Sudut mata Made turut melirik jam digital pada layar ponsel itu. "Kalau begitu," cetusnya ringan. "Kami pulang dulu ya!"
Darma mengangguk. "Jangan lupa besok," ingatnya kembali. "Nanti aku sendiri yang tanggung jawab print."
Teman-temannya mengiyakan dengan sebuah paduan suara yang kompak dan cetar. Komang Adi merogoh sakunya sembari turun dari tangga menuju gerbang depan. Kakinya sibuk meraba-raba lantai, menemukan pasangan sandal yang cocok, sementara tangannya merayapi saku tempat dia menyimpan kunci motornya.
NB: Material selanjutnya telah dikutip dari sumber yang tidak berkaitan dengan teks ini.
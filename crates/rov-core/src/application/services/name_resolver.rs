//! Project name resolution: explicit argument or interactive prompt.
//!
//! Runs before anything touches the filesystem, so everything downstream
//! depends only on the resolved [`ProjectName`].

use tracing::debug;

use crate::{
    application::ports::NamePrompt,
    domain::ProjectName,
    error::RovResult,
};

pub const NAME_QUESTION: &str = "What is the name of your project?";
pub const DEFAULT_NAME: &str = "my-rust-app";

/// Where the project name comes from.
#[derive(Debug, Clone, PartialEq, Eq)]
pub enum NameSource {
    Argument(String),
    Prompt,
}

impl NameSource {
    /// An absent argument means "ask".
    pub fn from_argument(argument: Option<String>) -> Self {
        argument.map_or(Self::Prompt, Self::Argument)
    }
}

/// Resolve the project name from `source`, asking `prompt` if needed.
pub fn resolve_name(source: NameSource, prompt: &dyn NamePrompt) -> RovResult<ProjectName> {
    let raw = match source {
        NameSource::Argument(name) => name,
        NameSource::Prompt => {
            debug!("No project name argument, prompting");
            prompt.ask(NAME_QUESTION, DEFAULT_NAME)?
        }
    };

    Ok(ProjectName::parse(raw)?)
}
//! Application layer.
//!
//! This layer contains:
//! - **Services**: Use case orchestration (ScaffoldService, IdentifierRewriter)
//! - **Ports**: Interface definitions (traits) for external dependencies
//! - **Outcomes**: How a step ended (success, tolerated, fatal)
//! - **Errors**: Application-specific error types
//!
//! The application layer coordinates the domain layer but contains no
//! text-rewriting rules itself. Those live in `crate::domain::manifest`.

pub mod error;
pub mod outcome;
pub mod ports;
pub mod services;

// Re-export main services
pub use services::{IdentifierRewriter, NameSource, ScaffoldService, resolve_name};

// Re-export port traits (for adapter implementation)
pub use ports::{CommandRunner, Filesystem, NamePrompt, ProgressReporter, TemplateFetcher};

pub use error::ApplicationError;
pub use outcome::StepOutcome;
impl ScaffoldService {
    /// Create a new scaffold service with the given adapters and the
    /// default `npm` / `cargo` toolchain.
    pub fn new(
        fetcher: Box<dyn TemplateFetcher>,
        filesystem: Box<dyn Filesystem>,
        runner: Box<dyn CommandRunner>,
    ) -> Self {
        Self {
            fetcher,
            filesystem,
            runner,
            toolchain: Toolchain::default(),
        }
    }

    /// Replace the install/build commands.
    pub fn with_toolchain(mut self, toolchain: Toolchain) -> Self {
        self.toolchain = toolchain;
        self
    }

    /// Scaffold a new project below `cwd`.
    #[instrument(skip_all, fields(cwd = %cwd.as_ref().display()))]
    pub async fn scaffold(
        &self,
        source: NameSource,
        prompt: &dyn NamePrompt,
        cwd: impl AsRef<Path>,
        reporter: &dyn ProgressReporter,
    ) -> RovResult<ScaffoldReport> {
        let mut phase = advance(Phase::Idle);
        let name = match resolve_name(source, prompt) {
            Ok(name) => name,
            Err(e) => return Err(self.fail(phase, None, e)),
        };
        info!(project = %name, "Project name resolved");

        phase = advance(phase);
        let destination = Destination::resolve(cwd, &name);
        if let Err(e) = self.guard(&destination) {
            return Err(self.fail(phase, Some(&destination), e));
        }
        reporter.destination_resolved(destination.root());

        let mut run = Run {
            name: &name,
            destination,
            rewrite: RewriteSummary::default(),
            build: BuildStatus::Built,
        };

        for step in Step::ALL {
            phase = advance(phase);
            debug_assert_eq!(phase, step.phase());
            reporter.step_started(step);

            match self.run_step(step, &mut run).await {
                StepOutcome::Success(()) => reporter.step_succeeded(step),
                StepOutcome::RecoverableFailure(detail) => {
                    warn!(%step, %detail, "Step failed, continuing");
                    reporter.warn(step, &detail);
                }
                StepOutcome::FatalFailure(e) => {
                    reporter.step_failed(step, &e.to_string());
                    return Err(self.fail(phase, Some(&run.destination), e));
                }
            }
        }

        advance(phase);
        info!(project = %name, "Scaffold completed");

        Ok(ScaffoldReport {
            destination: run.destination.root().to_path_buf(),
            rewrite: run.rewrite,
            build: run.build,
            project: name,
        })
    }

    // -------------------------------------------------------------------------
    // Steps
    // -------------------------------------------------------------------------

    async fn run_step(&self, step: Step, run: &mut Run<'_>) -> StepOutcome {
        match step {
            Step::Fetch => StepOutcome::strict(self.fetch(&run.destination).await),
            Step::Rewrite => {
                let rewriter = IdentifierRewriter::new(self.filesystem.as_ref(), run.name);
                match rewriter.rewrite(&run.destination) {
                    Ok(summary) => {
                        run.rewrite = summary;
                        StepOutcome::Success(())
                    }
                    Err(e) => StepOutcome::FatalFailure(e),
                }
            }
            Step::WriteEnv => StepOutcome::strict(self.write_env(&run.destination)),
            Step::Install => StepOutcome::strict(self.install(&run.destination).await),
            Step::Build => match self.build(&run.destination).await {
                Ok(()) => StepOutcome::Success(()),
                Err(e) => {
                    let detail = e.to_string();
                    run.build = BuildStatus::Failed(detail.clone());
                    StepOutcome::RecoverableFailure(detail)
                }
            },
        }
    }

    fn guard(&self, destination: &Destination) -> RovResult<()> {
        if self.filesystem.exists(destination.root()) {
            return Err(ApplicationError::DirectoryExists {
                path: destination.root().to_path_buf(),
            }
            .into());
        }
        Ok(())
    }

    async fn fetch(&self, destination: &Destination) -> RovResult<()> {
        let root = destination.root();
        debug!(source = %self.fetcher.describe(), "Fetching template");

        self.fetcher.fetch(root).await.map_err(|e| match e {
            RovError::Application(ApplicationError::FetchFailed { .. }) => e,
            other => ApplicationError::FetchFailed {
                source_desc: self.fetcher.describe(),
                reason: other.to_string(),
            }
            .into(),
        })?;

        if !self.filesystem.exists(root) {
            return Err(ApplicationError::FetchFailed {
                source_desc: self.fetcher.describe(),
                reason: "template produced no files".into(),
            }
            .into());
        }
        Ok(())
    }

    fn write_env(&self, destination: &Destination) -> RovResult<()> {
        let path = destination.file(ENV_FILE);
        self.filesystem
            .write_file(&path, ENV_FILE_CONTENTS)
            .map_err(|e| {
                ApplicationError::EnvWriteFailed {
                    path: path.clone(),
                    reason: e.to_string(),
                }
                .into()
            })
    }

    async fn install(&self, destination: &Destination) -> RovResult<()> {
        let command = &self.toolchain.install;
        let failed = |reason: String| -> RovError {
            ApplicationError::DependencyInstallFailed {
                command: command.to_string(),
                reason,
            }
            .into()
        };

        let output = self
            .runner
            .run(command, destination.root())
            .await
            .map_err(|e| failed(e.to_string()))?;
        if !output.success {
            return Err(failed(output.failure_detail()));
        }
        Ok(())
    }

    async fn build(&self, destination: &Destination) -> RovResult<()> {
        let command = &self.toolchain.build;
        let failed = |reason: String| -> RovError {
            ApplicationError::BuildFailed {
                command: command.to_string(),
                reason,
            }
            .into()
        };

        let output = self
            .runner
            .run(command, destination.root())
            .await
            .map_err(|e| failed(e.to_string()))?;
        if !output.success {
            return Err(failed(output.failure_detail()));
        }
        Ok(())
    }

    // -------------------------------------------------------------------------
    // Failure handling
    // -------------------------------------------------------------------------

    /// Enter `Failed`, cleaning up if a partial project may exist.
    fn fail(&self, phase: Phase, destination: Option<&Destination>, error: RovError) -> RovError {
        transition(phase, Phase::Failed);
        if let Some(destination) = destination.filter(|_| phase.requires_cleanup()) {
            self.rollback(destination.root());
        }
        error
    }

    /// Best-effort rollback on failure.
    fn rollback(&self, root: &Path) {
        if !self.filesystem.exists(root) {
            return;
        }
        if let Err(e) = self.filesystem.remove_dir_all(root) {
            warn!(
                error = %e,
                path = %root.display(),
                "Rollback failed"
            );
        } else {
            info!(path = %root.display(), "Rollback successful");
        }
    }
}

fn advance(from: Phase) -> Phase {
    transition(from, from.next())
}

fn transition(from: Phase, to: Phase) -> Phase {
    debug!(%from, %to, "Phase transition");
    to
}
"Kita lewat jalan utama di Abiantemu saja," Putu Yasa mengusulkan. Dia menemukan kunci sepeda motornya yang terselip di bagian terdalam saku celana. Ujung logam kunci itu berkilat memantulkan cahaya lampu. "Lebih terang kalau lewat sana. Lagipula, jujur saja aku takut pulang sendirian malam-malam."
"Baiknya sih begitu," Darma setuju. "Tapi kalau ingin cepat sampai rumah, lewat pertigaan Lawang saja."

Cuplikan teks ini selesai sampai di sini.